- Oscar Schmidt encerrou a carreira aos 45 anos, em 2003, na Arena Minas Tênis Clube, em Belo Horizonte, durante jogo do Campeonato Brasileiro entre Flamengo e Minas, em 14 de maio daquele ano.
- Foi cestinha da partida, com 32 pontos, chegando à marca de mil pontos na competição.
- O ícone do basquete morreu nesta sexta-feira, em São Paulo, aos 68 anos, após sofrer uma parada cardíaca. Deixa a esposa e dois filhos; um deles, Filipe, também foi jogador e atuou ao lado do pai no Flamengo.
- Natural de Natal, Schmidt começou a carreira em mil novecentos setenta e cinco e atuou por Palmeiras, Sírio, América do Rio de Janeiro, Caserta, Pavia, Fórum Valladolid, Corinthians, Barueri e Flamengo.

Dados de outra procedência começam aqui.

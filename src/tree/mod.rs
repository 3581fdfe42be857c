//! Arena-based render-node storage.
//!
//! The Tree owns every render node in a dense Vec with a sparse map of
//! generational indices, so handles to removed nodes are detected instead
//! of aliasing new ones.
//!
//! ## Key Features
//!
//! - **Generational Indices**: `NodeId` contains index + generation; a stale
//!   id resolves to [`Error::UnknownNode`].
//!
//! - **Swap-Remove**: O(1) removal without holes in dense storage.
//!
//! - **Sibling Lists**: children of a node form a doubly linked list whose
//!   links live in each child's [`ParentData`].
//!
//! - **Partial Layout**: marking a node dirty bubbles up to the nearest
//!   relayout boundary, which is queued. Only queued subtrees are laid out
//!   by [`Tree::flush_layout`].

pub mod child_list;
pub mod dirty;
pub mod parent_data;

use std::cell::RefCell;
use std::collections::HashSet;

use crate::error::{Error, Result};
use crate::events::PointerEvent;
use crate::geometry::Offset;
use crate::hit_test::HitTestResult;
use crate::image::{ImageEvent, ImageRequest, ImageTicket};
use crate::layout::{BoxConstraints, Size};
use crate::objects::{ChildPolicy, ObjectKind, RenderObject};
use crate::painting::PaintingContext;
use crate::stats::FrameStats;
use crate::text::{CosmicTextMeasurer, TextMeasurer, TextStyle};

pub use child_list::{ChildList, Siblings};
use child_list::SiblingStore;
pub use dirty::{DirtyFlags, DirtyState};
pub use parent_data::{ParentData, ParentDataKind};

/// Handle to a render node in a [`Tree`].
///
/// Uses a generational index design:
/// - `index`: Position in the sparse array (reusable after removal)
/// - `generation`: Version counter that increments when a slot is reused
#[derive(Clone, Copy, PartialEq, Eq, Hash, Debug)]
pub struct NodeId {
    index: u32,
    generation: u32,
}

impl NodeId {
    pub(crate) fn new(index: u32, generation: u32) -> Self {
        Self { index, generation }
    }

    /// Combines generation (high bits) with index (low bits).
    pub fn as_u64(self) -> u64 {
        ((self.generation as u64) << 32) | (self.index as u64)
    }
}

/// Value returned by a property setter describing what it invalidated.
pub trait Invalidation {
    fn into_flags(self) -> Result<DirtyFlags>;
}

impl Invalidation for DirtyFlags {
    fn into_flags(self) -> Result<DirtyFlags> {
        Ok(self)
    }
}

impl Invalidation for Result<DirtyFlags> {
    fn into_flags(self) -> Result<DirtyFlags> {
        self
    }
}

struct SparseEntry {
    dense_index: usize,
    generation: u32,
}

struct Node {
    /// `None` only while the object is running its own layout.
    object: Option<RenderObject>,
    kind: &'static str,
    parent: Option<NodeId>,
    parent_data: ParentData,
    children: ChildList,
    dirty: DirtyState,
    constraints: Option<BoxConstraints>,
    size: Option<Size>,
    is_relayout_boundary: bool,
    attached: bool,
    /// Back-pointer to sparse array index (for swap-remove fixup)
    sparse_index: u32,
}

/// Owner of all render nodes and of the layout queue.
pub struct Tree {
    dense: Vec<Node>,
    sparse: Vec<Option<SparseEntry>>,
    free_indices: Vec<u32>,
    root: Option<NodeId>,
    /// Relayout boundaries that need layout (the layout queue)
    layout_roots: HashSet<NodeId>,
    stats: FrameStats,
    text_measurer: RefCell<Option<Box<dyn TextMeasurer>>>,
    image_requests: Vec<ImageRequest>,
}
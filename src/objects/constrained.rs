use super::RenderBox;
use crate::error::{Error, Result};
use crate::layout::{BoxConstraints, Size};
use crate::tree::{DirtyFlags, NodeId, Tree};

/// Imposes additional constraints on its child, clamped into the incoming
/// ones. With tight additional constraints this is a fixed-size box.
#[derive(Debug, Clone)]
pub struct ConstrainedBox {
    additional: BoxConstraints,
}

impl ConstrainedBox {
    pub fn new(additional: BoxConstraints) -> Result<Self> {
        if !additional.is_normalized() {
            return Err(Error::InvalidArgument(format!(
                "additional constraints {additional:?} are not normalized"
            )));
        }
        Ok(Self { additional })
    }

    /// A box of exactly `width` x `height` where given; negative extents
    /// count as zero.
    pub fn tight_for(width: Option<f32>, height: Option<f32>) -> Self {
        Self {
            additional: BoxConstraints::tight_for(
                width.map(|w| w.max(0.0)),
                height.map(|h| h.max(0.0)),
            ),
        }
    }

    pub fn additional_constraints(&self) -> BoxConstraints {
        self.additional
    }

    pub fn set_additional_constraints(&mut self, additional: BoxConstraints) -> Result<DirtyFlags> {
        if !additional.is_normalized() {
            return Err(Error::InvalidArgument(format!(
                "additional constraints {additional:?} are not normalized"
            )));
        }
        if additional == self.additional {
            return Ok(DirtyFlags::empty());
        }
        self.additional = additional;
        Ok(DirtyFlags::NEEDS_LAYOUT)
    }
}

impl RenderBox for ConstrainedBox {
    fn perform_layout(&mut self, tree: &mut Tree, id: NodeId, constraints: BoxConstraints) -> Result<Size> {
        let enforced = self.additional.enforce(constraints);
        match tree.first_child(id)? {
            Some(child) => tree.layout(child, enforced, true),
            None => Ok(enforced.smallest()),
        }
    }

    fn dry_layout(&self, tree: &Tree, id: NodeId, constraints: BoxConstraints) -> Result<Size> {
        let enforced = self.additional.enforce(constraints);
        match tree.first_child(id)? {
            Some(child) => tree.dry_layout(child, enforced),
            None => Ok(enforced.smallest()),
        }
    }
}

/// Caps its child's size, but only along axes where the incoming
/// constraints are unbounded.
#[derive(Debug, Clone)]
pub struct LimitedBox {
    max_width: f32,
    max_height: f32,
}

impl LimitedBox {
    pub fn new(max_width: f32, max_height: f32) -> Result<Self> {
        if !(max_width >= 0.0 && max_height >= 0.0) {
            return Err(Error::InvalidArgument(format!(
                "limits must be non-negative, got {max_width} x {max_height}"
            )));
        }
        Ok(Self {
            max_width,
            max_height,
        })
    }

    pub fn set_limits(&mut self, max_width: f32, max_height: f32) -> Result<DirtyFlags> {
        let limited = Self::new(max_width, max_height)?;
        if (limited.max_width, limited.max_height) == (self.max_width, self.max_height) {
            return Ok(DirtyFlags::empty());
        }
        *self = limited;
        Ok(DirtyFlags::NEEDS_LAYOUT)
    }

    fn limit(&self, constraints: BoxConstraints) -> BoxConstraints {
        BoxConstraints {
            max_width: if constraints.has_bounded_width() {
                constraints.max_width
            } else {
                constraints.constrain_width(self.max_width)
            },
            max_height: if constraints.has_bounded_height() {
                constraints.max_height
            } else {
                constraints.constrain_height(self.max_height)
            },
            ..constraints
        }
    }
}

impl Default for LimitedBox {
    fn default() -> Self {
        Self {
            max_width: f32::INFINITY,
            max_height: f32::INFINITY,
        }
    }
}

impl RenderBox for LimitedBox {
    fn perform_layout(&mut self, tree: &mut Tree, id: NodeId, constraints: BoxConstraints) -> Result<Size> {
        let limited = self.limit(constraints);
        match tree.first_child(id)? {
            Some(child) => {
                let child_size = tree.layout(child, limited, true)?;
                Ok(constraints.constrain(child_size))
            }
            None => Ok(limited.smallest()),
        }
    }

    fn dry_layout(&self, tree: &Tree, id: NodeId, constraints: BoxConstraints) -> Result<Size> {
        let limited = self.limit(constraints);
        match tree.first_child(id)? {
            Some(child) => Ok(constraints.constrain(tree.dry_layout(child, limited)?)),
            None => Ok(limited.smallest()),
        }
    }
}

#[cfg(test)]
mod tests {
    use super::*;
    use crate::objects::Align;

    #[test]
    fn test_tight_for_is_clamped_by_parent() {
        let mut tree = Tree::new();
        let node = tree.insert_node(ConstrainedBox::tight_for(Some(200.0), Some(20.0)));
        let size = tree
            .layout(node, BoxConstraints::loose(Size::new(100.0, 100.0)), false)
            .unwrap();
        assert_eq!(size, Size::new(100.0, 20.0));
    }

    #[test]
    fn test_new_rejects_malformed_constraints() {
        let bad = BoxConstraints::new(10.0, 0.0, 5.0, 5.0);
        assert!(matches!(ConstrainedBox::new(bad), Err(Error::InvalidArgument(_))));
    }

    #[test]
    fn test_limited_box_only_limits_unbounded_axes() {
        let mut tree = Tree::new();
        let limited = tree.insert_node(LimitedBox::new(50.0, 50.0).unwrap());
        // Align expands to whatever it is allowed, which shows the limit
        let child = tree.insert_node(Align::center());
        tree.append_child(limited, child).unwrap();

        let size = tree
            .layout(limited, BoxConstraints::new(0.0, 0.0, 80.0, f32::INFINITY), false)
            .unwrap();
        assert_eq!(size, Size::new(80.0, 50.0));
    }
}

- Entre a seleção brasileira, atuou de mil novecentos setenta e sete a mil novecentos noventa e seis; foi draftado pelo New Jersey Nets em mil novecentos oitenta e quatro, mas recusou para seguir servindo à seleção, devido a restrições da época.
Oscar Schmidt encerrou a carreira jogando em Belo Horizonte. O ala da seleção brasileira pendurou as chuteiras aos 45 anos, em 2003, na Arena Minas Tênis Clube.
Na ocasião, Flamengo enfrentou o Minas em jogo do Campeonato Brasileiro, em 14 de maio de 2003. O time anfitrião levou a melhor, mas Oscar foi o cestinha, com 32 pontos, atingindo mil na competição.
O ídolo do basquete brasileiro teve vida profissional longa e marcada por diversidade de clubes. Entre eles, Palmeiras, Sírio, América-RJ, Caserta, Pavia, Forum Valladolid, Corinthians, Barueri e Flamengo.
Oscar nasceu em Natal, Rio Grande do Norte, e iniciou a carreira em 1975. Pela seleção brasileira atuou de 1977 a 1996, deixando legado de destaque. Também foi draftado pela NBA, em 1984, pelo Nets, mas recusou.
O motivo da recusa foi a incompatibilidade com acertos da seleção nacional, que impediam jogar por equipes estrangeiras até 1989. Assim, o ala optou por permanecer no basquete brasileiro e internacional.
O falecimento ocorreu nesta sexta-feira, em São Paulo, aos 68 anos, após uma parada cardíaca. Deixa a esposa e dois filhos; Filipe também já atuou ao lado do pai no Flamengo.
Ao longo da carreira, Oscar deixou lembranças de um jogador que combinava habilidade e liderança. Sua ausência é sentida no basquete nacional e nas memórias de quem acompanhou sua trajetória.